A Closer Look at the U.S.-Japan Estate and Gift Tax Treaty

By Anthony Diosdi


Foreign investors generally have the same goal of minimizing their tax liabilities from their U.S. real estate and other U.S. investments, as do their U.S. counterparts, although their objective is complicated by the very fact that they are not domiciled in the U.S. The U.S. has a special estate and gift tax regime that is applicable to foreign investors that are not domiciled in the U.S. This article summarizes the basic concepts of the U.S.-Japan Tax and Estate Tax Treaty also known as the U.S.-Japan Estate and Gift Tax Treaty. 

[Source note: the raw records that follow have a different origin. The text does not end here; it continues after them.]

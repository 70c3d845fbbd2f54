use serde::{Deserialize, Serialize};

/// 应用配置结构体
#[derive(Debug, Clone, Serialize, Deserialize)]
pub struct AppConfig {
    pub app: AppSettings,
    pub server: ServerConfig,
    pub jwt: JwtConfig,
    pub database: DatabaseConfig,
    pub cache: CacheConfig,
    pub cors: CorsConfig,
    pub oracle: OracleConfig,
    pub submission: SubmissionConfig,
}

/// 应用设置
#[derive(Debug, Clone, Serialize, Deserialize)]
pub struct AppSettings {
    pub system_name: String,
    pub environment: String,
    pub log_level: String,
}

/// 服务器配置
#[derive(Debug, Clone, Serialize, Deserialize)]
pub struct ServerConfig {
    pub host: String,
    pub port: u16,
    pub unix_socket_path: String,
    pub workers: usize,
    pub max_workers: usize,
    pub timeouts: TimeoutConfig,
    pub limits: LimitConfig,
}

/// 超时配置
#[derive(Debug, Clone, Serialize, Deserialize)]
pub struct TimeoutConfig {
    pub client_request: u64,
    pub client_disconnect: u64,
    pub keep_alive: u64,
}

/// 限制配置
#[derive(Debug, Clone, Serialize, Deserialize)]
pub struct LimitConfig {
    pub max_payload_size: usize,
}

/// JWT 配置
#[derive(Debug, Clone, Serialize, Deserialize)]
pub struct JwtConfig {
    #[serde(skip_serializing, default)] // 不序列化到JSON响应中
    pub secret: String,
    pub access_token_expiry: i64,
}

/// 数据库配置
#[derive(Debug, Clone, Serialize, Deserialize)]
pub struct DatabaseConfig {
    pub url: String,    // 数据库连接 URL（从 scheme 自动推断类型）
    pub pool_size: u32, // 连接池大小
    pub timeout: u64,   // 连接超时 (秒)
}

/// 缓存配置
#[derive(Debug, Clone, Serialize, Deserialize)]
pub struct CacheConfig {
    #[serde(rename = "type")]
    pub cache_type: String,
    pub default_ttl: u64,
    pub redis: RedisConfig,
    pub memory: MemoryConfig,
}

/// Redis 配置
#[derive(Debug, Clone, Serialize, Deserialize)]
pub struct RedisConfig {
    pub url: String,
    pub key_prefix: String,
    pub pool_size: u64,
}

/// 内存缓存配置
#[derive(Debug, Clone, Serialize, Deserialize)]
pub struct MemoryConfig {
    pub max_capacity: u64,
}

/// CORS 配置
#[derive(Debug, Clone, Serialize, Deserialize)]
pub struct CorsConfig {
    pub allowed_origins: Vec<String>,
    pub allowed_methods: Vec<String>,
    pub allowed_headers: Vec<String>,
    pub max_age: usize,
}

/// AI 评分预言机配置
#[derive(Debug, Clone, Serialize, Deserialize)]
pub struct OracleConfig {
    pub endpoint: String,
    #[serde(skip_serializing, default)] // 不序列化到JSON响应中
    pub api_key: String,
    pub timeout: u64,           // 单次评分调用超时 (秒)
    pub auto_assess: bool,      // 提交后是否同步触发 AI 评分
}

/// 提交策略配置
#[derive(Debug, Clone, Serialize, Deserialize)]
pub struct SubmissionConfig {
    // 是否允许部分作答后提交。默认 false：所有题目均需非空作答
    pub allow_partial: bool,
}
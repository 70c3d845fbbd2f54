use tracing::info;

use super::ProfileService;
use crate::errors::{Result, VocademyError};
use crate::models::profiles::{entities::Profile, requests::ChangeRoleRequest};
use crate::policy::Actor;
use crate::storage::{ensure_affected, ensure_found};

/// 全局角色只有管理员可以改，档案拥有者也不行
pub(super) async fn change_role(
    service: &ProfileService,
    actor: &Actor,
    id: i64,
    req: ChangeRoleRequest,
) -> Result<Profile> {
    crate::services::require_approved(actor)?;
    if !actor.is_admin() {
        return Err(VocademyError::role_forbidden("只有管理员可以变更角色"));
    }

    let affected = service
        .storage
        .set_profile_role(id, req.role.clone())
        .await?;
    ensure_affected(affected, "set profile role")?;

    info!(
        actor_id = actor.id,
        profile_id = id,
        role = %req.role,
        "角色已变更"
    );
    ensure_found(service.storage.get_profile_by_id(id).await?, "profile")
}
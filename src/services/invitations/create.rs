use tracing::info;

use super::InvitationService;
use crate::errors::{Result, VocademyError};
use crate::models::invitations::{entities::Invitation, requests::CreateInvitationRequest};
use crate::policy::{Action, Actor, Resource, evaluate};
use crate::utils::random_code::generate_invitation_token;
use crate::utils::validate::validate_email;

pub(super) async fn create_invitation(
    service: &InvitationService,
    actor: &Actor,
    req: CreateInvitationRequest,
) -> Result<Invitation> {
    evaluate(
        actor,
        Action::Create,
        &Resource::Invitation {
            invited_by: actor.id,
            used: false,
            invite_role: Some(req.role.clone()),
        },
    )
    .require("create invitation")?;

    validate_email(&req.email).map_err(VocademyError::validation)?;
    if service
        .storage
        .get_profile_by_email(&req.email)
        .await?
        .is_some()
    {
        return Err(VocademyError::invalid_state("该邮箱已有档案，无需邀请"));
    }

    let token = generate_invitation_token();
    let invitation = service.storage.create_invitation(actor.id, &token, req).await?;

    info!(
        actor_id = actor.id,
        invitation_id = invitation.id,
        role = %invitation.role,
        "邀请已签发"
    );
    Ok(invitation)
}
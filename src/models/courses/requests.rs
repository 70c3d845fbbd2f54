use serde::Deserialize;
use ts_rs::TS;

use super::entities::CourseStatus;
use crate::models::common::pagination::PaginationQuery;

/// 创建课程
#[derive(Debug, Clone, Deserialize, TS)]
#[ts(export, export_to = "../frontend/src/types/generated/course.ts")]
pub struct CreateCourseRequest {
    pub title: String,
    pub description: Option<String>,
    pub capacity: i32,
    pub starts_at: Option<chrono::DateTime<chrono::Utc>>,
    pub ends_at: Option<chrono::DateTime<chrono::Utc>>,
}

/// 更新课程（不含状态；状态变更走独立接口且仅限管理员）
#[derive(Debug, Clone, Default, Deserialize, TS)]
#[ts(export, export_to = "../frontend/src/types/generated/course.ts")]
pub struct UpdateCourseRequest {
    pub title: Option<String>,
    pub description: Option<String>,
    pub capacity: Option<i32>,
    pub starts_at: Option<chrono::DateTime<chrono::Utc>>,
    pub ends_at: Option<chrono::DateTime<chrono::Utc>>,
}

/// 课程状态变更（仅管理员）
#[derive(Debug, Clone, Deserialize, TS)]
#[ts(export, export_to = "../frontend/src/types/generated/course.ts")]
pub struct ChangeCourseStatusRequest {
    pub status: CourseStatus,
}

/// 课程列表查询
#[derive(Debug, Clone, Default, Deserialize, TS)]
#[ts(export, export_to = "../frontend/src/types/generated/course.ts")]
pub struct CourseListQuery {
    #[serde(flatten)]
    pub pagination: PaginationQuery,
    pub status: Option<CourseStatus>,
    pub search: Option<String>,
}
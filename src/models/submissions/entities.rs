use std::collections::BTreeMap;

use serde::{Deserialize, Serialize};
use ts_rs::TS;

// 提交状态。状态单调推进：draft -> submitted -> graded，没有回退路径
#[derive(Debug, Clone, Serialize, PartialEq, TS)]
#[serde(rename_all = "snake_case")]
#[ts(export, export_to = "../frontend/src/types/generated/submission.ts")]
pub enum SubmissionStatus {
    Draft,     // 草稿，学生可改
    Submitted, // 已提交，等待评估
    Graded,    // 已有最终评分
}

impl<'de> Deserialize<'de> for SubmissionStatus {
    fn deserialize<D>(deserializer: D) -> Result<Self, D::Error>
    where
        D: serde::Deserializer<'de>,
    {
        let s = String::deserialize(deserializer)?;
        s.parse::<SubmissionStatus>().map_err(|_| {
            serde::de::Error::custom(format!(
                "无效的提交状态: '{s}'. 支持的状态: draft, submitted, graded"
            ))
        })
    }
}

impl std::fmt::Display for SubmissionStatus {
    fn fmt(&self, f: &mut std::fmt::Formatter<'_>) -> std::fmt::Result {
        match self {
            SubmissionStatus::Draft => write!(f, "draft"),
            SubmissionStatus::Submitted => write!(f, "submitted"),
            SubmissionStatus::Graded => write!(f, "graded"),
        }
    }
}

impl std::str::FromStr for SubmissionStatus {
    type Err = String;

    fn from_str(s: &str) -> Result<Self, Self::Err> {
        match s {
            "draft" => Ok(SubmissionStatus::Draft),
            "submitted" => Ok(SubmissionStatus::Submitted),
            "graded" => Ok(SubmissionStatus::Graded),
            _ => Err(format!("Invalid submission status: {s}")),
        }
    }
}

/// 提交：一个学生对一份作业的唯一答卷
#[derive(Debug, Clone, Serialize, Deserialize, TS)]
#[ts(export, export_to = "../frontend/src/types/generated/submission.ts")]
pub struct Submission {
    pub id: i64,
    pub assignment_id: i64,
    pub student_id: i64,
    // question_id -> 答案文本
    pub answers: BTreeMap<i64, String>,
    pub status: SubmissionStatus,
    pub submitted_at: Option<chrono::DateTime<chrono::Utc>>,
    pub created_at: chrono::DateTime<chrono::Utc>,
    pub updated_at: chrono::DateTime<chrono::Utc>,
}

impl Submission {
    /// 返回作业要求但尚未非空作答的题目 ID（保持作业内顺序）
    pub fn missing_answers(&self, question_ids: &[i64]) -> Vec<i64> {
        question_ids
            .iter()
            .filter(|qid| {
                self.answers
                    .get(qid)
                    .map(|a| a.trim().is_empty())
                    .unwrap_or(true)
            })
            .copied()
            .collect()
    }
}
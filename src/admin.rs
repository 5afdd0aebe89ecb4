//! Loopback-only HTTP surface for token lifecycle and approval
//! resolution (SPEC_FULL.md §4(new)J), the concrete contract spec.md
//! §6's "Token API" and "UI approval queue" describe as external
//! collaborators.

use std::sync::Arc;

use axum::Json;
use axum::extract::{Path, State};
use axum::http::StatusCode;
use axum::response::{IntoResponse, Response};
use axum::routing::{delete, get, post};
use bytes::Bytes;
use futures_util::StreamExt;
use guardian_core::store::{TokenFile, TokenStore};
use guardian_core::{ApprovalResponse, ApprovalQueue, PolicyEngine, Scope, TokenRegistry};
use serde::{Deserialize, Serialize};
use tracing::warn;

pub struct AdminState {
	pub engine: Arc<PolicyEngine>,
	pub registry: Arc<TokenRegistry>,
	pub store: Arc<TokenStore>,
	pub approvals: Arc<ApprovalQueue>,
}

pub fn router(state: Arc<AdminState>) -> axum::Router {
	axum::Router::new()
		.route("/tokens", post(register_token).get(list_tokens))
		.route("/tokens/full", post(register_token_full))
		.route("/tokens/{cloister}", delete(revoke_token))
		.route("/approvals", get(list_approvals))
		.route("/approvals/{id}/decide", post(decide_approval))
		.route("/approvals/stream", get(stream_approvals))
		.with_state(state)
}

#[derive(Debug, Deserialize)]
struct RegisterRequest {
	cloister: String,
	project: String,
	#[serde(default)]
	workspace: String,
}

#[derive(Debug, Serialize)]
struct RegisterResponse {
	token: String,
}

async fn register_token(
	State(state): State<Arc<AdminState>>,
	Json(req): Json<RegisterRequest>,
) -> Result<Json<RegisterResponse>, AdminError> {
	let token = state
		.registry
		.issue(req.cloister.as_str(), req.project.as_str(), req.workspace.as_str())
		.await?;
	state
		.store
		.save_full(
			&req.cloister,
			&TokenFile {
				token: token.clone(),
				project: req.project,
				workspace: req.workspace,
			},
		)
		.await?;
	Ok(Json(RegisterResponse { token }))
}

#[derive(Debug, Deserialize)]
struct RegisterFullRequest {
	token: String,
	cloister: String,
	project: String,
	#[serde(default)]
	workspace: String,
}

async fn register_token_full(
	State(state): State<Arc<AdminState>>,
	Json(req): Json<RegisterFullRequest>,
) -> Result<StatusCode, AdminError> {
	state
		.store
		.save_full(
			&req.cloister,
			&TokenFile {
				token: req.token.clone(),
				project: req.project.clone(),
				workspace: req.workspace.clone(),
			},
		)
		.await?;
	state
		.registry
		.restore(req.token, req.cloister, req.project, req.workspace)
		.await;
	Ok(StatusCode::NO_CONTENT)
}

async fn revoke_token(
	State(state): State<Arc<AdminState>>,
	Path(cloister): Path<String>,
) -> Result<StatusCode, AdminError> {
	let Some(file) = state.store.load_one(&cloister).await? else {
		return Ok(StatusCode::NOT_FOUND);
	};
	state.store.remove(&cloister).await?;
	state.registry.revoke(&file.token).await;
	state.engine.revoke_token(&file.token).await;
	Ok(StatusCode::NO_CONTENT)
}

#[derive(Debug, Serialize)]
struct TokenSummary {
	cloister: String,
	project: String,
	workspace: String,
	token_prefix: String,
}

async fn list_tokens(State(state): State<Arc<AdminState>>) -> Result<Json<Vec<TokenSummary>>, AdminError> {
	let files = state.store.list_cloisters().await?;
	Ok(Json(
		files
			.into_iter()
			.map(|(cloister, f)| TokenSummary {
				cloister,
				project: f.project,
				workspace: f.workspace,
				token_prefix: crate::audit::token_hash(&f.token).to_string(),
			})
			.collect(),
	))
}

#[derive(Debug, Serialize)]
struct PendingApprovalView {
	id: String,
	project: String,
	cloister: String,
	domain: String,
}

async fn list_approvals(State(state): State<Arc<AdminState>>) -> Json<Vec<PendingApprovalView>> {
	Json(
		state
			.approvals
			.list()
			.await
			.into_iter()
			.map(|a| PendingApprovalView {
				id: a.id.to_string(),
				project: a.project.to_string(),
				cloister: a.cloister.to_string(),
				domain: a.domain.to_string(),
			})
			.collect(),
	)
}

#[derive(Debug, Deserialize)]
#[serde(rename_all = "lowercase")]
enum DecideStatus {
	Approved,
	Denied,
}

#[derive(Debug, Deserialize)]
struct DecideRequest {
	status: DecideStatus,
	scope: Scope,
	#[serde(default)]
	wildcard: bool,
}

async fn decide_approval(
	State(state): State<Arc<AdminState>>,
	Path(id): Path<String>,
	Json(req): Json<DecideRequest>,
) -> Result<StatusCode, AdminError> {
	let response = match req.status {
		DecideStatus::Approved => ApprovalResponse::Approved {
			scope: req.scope,
			wildcard: req.wildcard,
		},
		DecideStatus::Denied => ApprovalResponse::Denied {
			scope: req.scope,
			wildcard: req.wildcard,
		},
	};
	match state.approvals.resolve(&id, response).await {
		Ok(()) => Ok(StatusCode::NO_CONTENT),
		Err(_) => Ok(StatusCode::NOT_FOUND),
	}
}

async fn stream_approvals(State(state): State<Arc<AdminState>>) -> Response {
	let Some(rx) = state.approvals.subscribe() else {
		return (StatusCode::SERVICE_UNAVAILABLE, "approval event hub not installed").into_response();
	};
	let stream = tokio_stream::wrappers::BroadcastStream::new(rx).filter_map(|event| async move {
		let event = event.ok()?;
		serde_json::to_string(&ApprovalEventView::from(event))
			.ok()
			.map(|mut line| {
				line.push('\n');
				Ok::<_, std::io::Error>(Bytes::from(line))
			})
	});
	let body = axum::body::Body::from_stream(stream);
	Response::builder()
		.header("content-type", "application/x-ndjson")
		.body(body)
		.unwrap()
}

#[derive(Debug, Serialize)]
#[serde(tag = "kind")]
enum ApprovalEventView {
	Added {
		id: String,
		project: String,
		cloister: String,
		domain: String,
	},
	Removed {
		id: String,
	},
}

impl From<guardian_core::approval::QueueEvent> for ApprovalEventView {
	fn from(event: guardian_core::approval::QueueEvent) -> Self {
		match event {
			guardian_core::approval::QueueEvent::Added(a) => ApprovalEventView::Added {
				id: a.id.to_string(),
				project: a.project.to_string(),
				cloister: a.cloister.to_string(),
				domain: a.domain.to_string(),
			},
			guardian_core::approval::QueueEvent::Removed(id) => ApprovalEventView::Removed { id: id.to_string() },
		}
	}
}

#[derive(Debug)]
struct AdminError(anyhow::Error);

impl IntoResponse for AdminError {
	fn into_response(self) -> Response {
		warn!("admin API error: {}", self.0);
		(StatusCode::INTERNAL_SERVER_ERROR, self.0.to_string()).into_response()
	}
}

impl<E> From<E> for AdminError
where
	E: Into<anyhow::Error>,
{
	fn from(e: E) -> Self {
		Self(e.into())
	}
}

An Overview of the Estate and Gift Tax

U.S. Federal law imposes a transfer tax upon the privilege of transferring property by gift, bequest or inheritance. During an individual’s lifetime, his transfer tax takes the form of a gift tax. For gift tax purposes, a gift is defined as the transfer of property for less than adequate and full consideration in money or money’s worth, other than a transfer in the “ordinary course of business.” No U.S. gift tax would be owed on a gift to a beneficiary until the gifts made to the beneficiary in a calendar year exceed an applicable exclusion amount for that year ($17,000 for calendar year 2023). Upon an individual’s death, the tax takes the form of an estate tax. The tax is measured against a tax base that includes all the assets owned at death.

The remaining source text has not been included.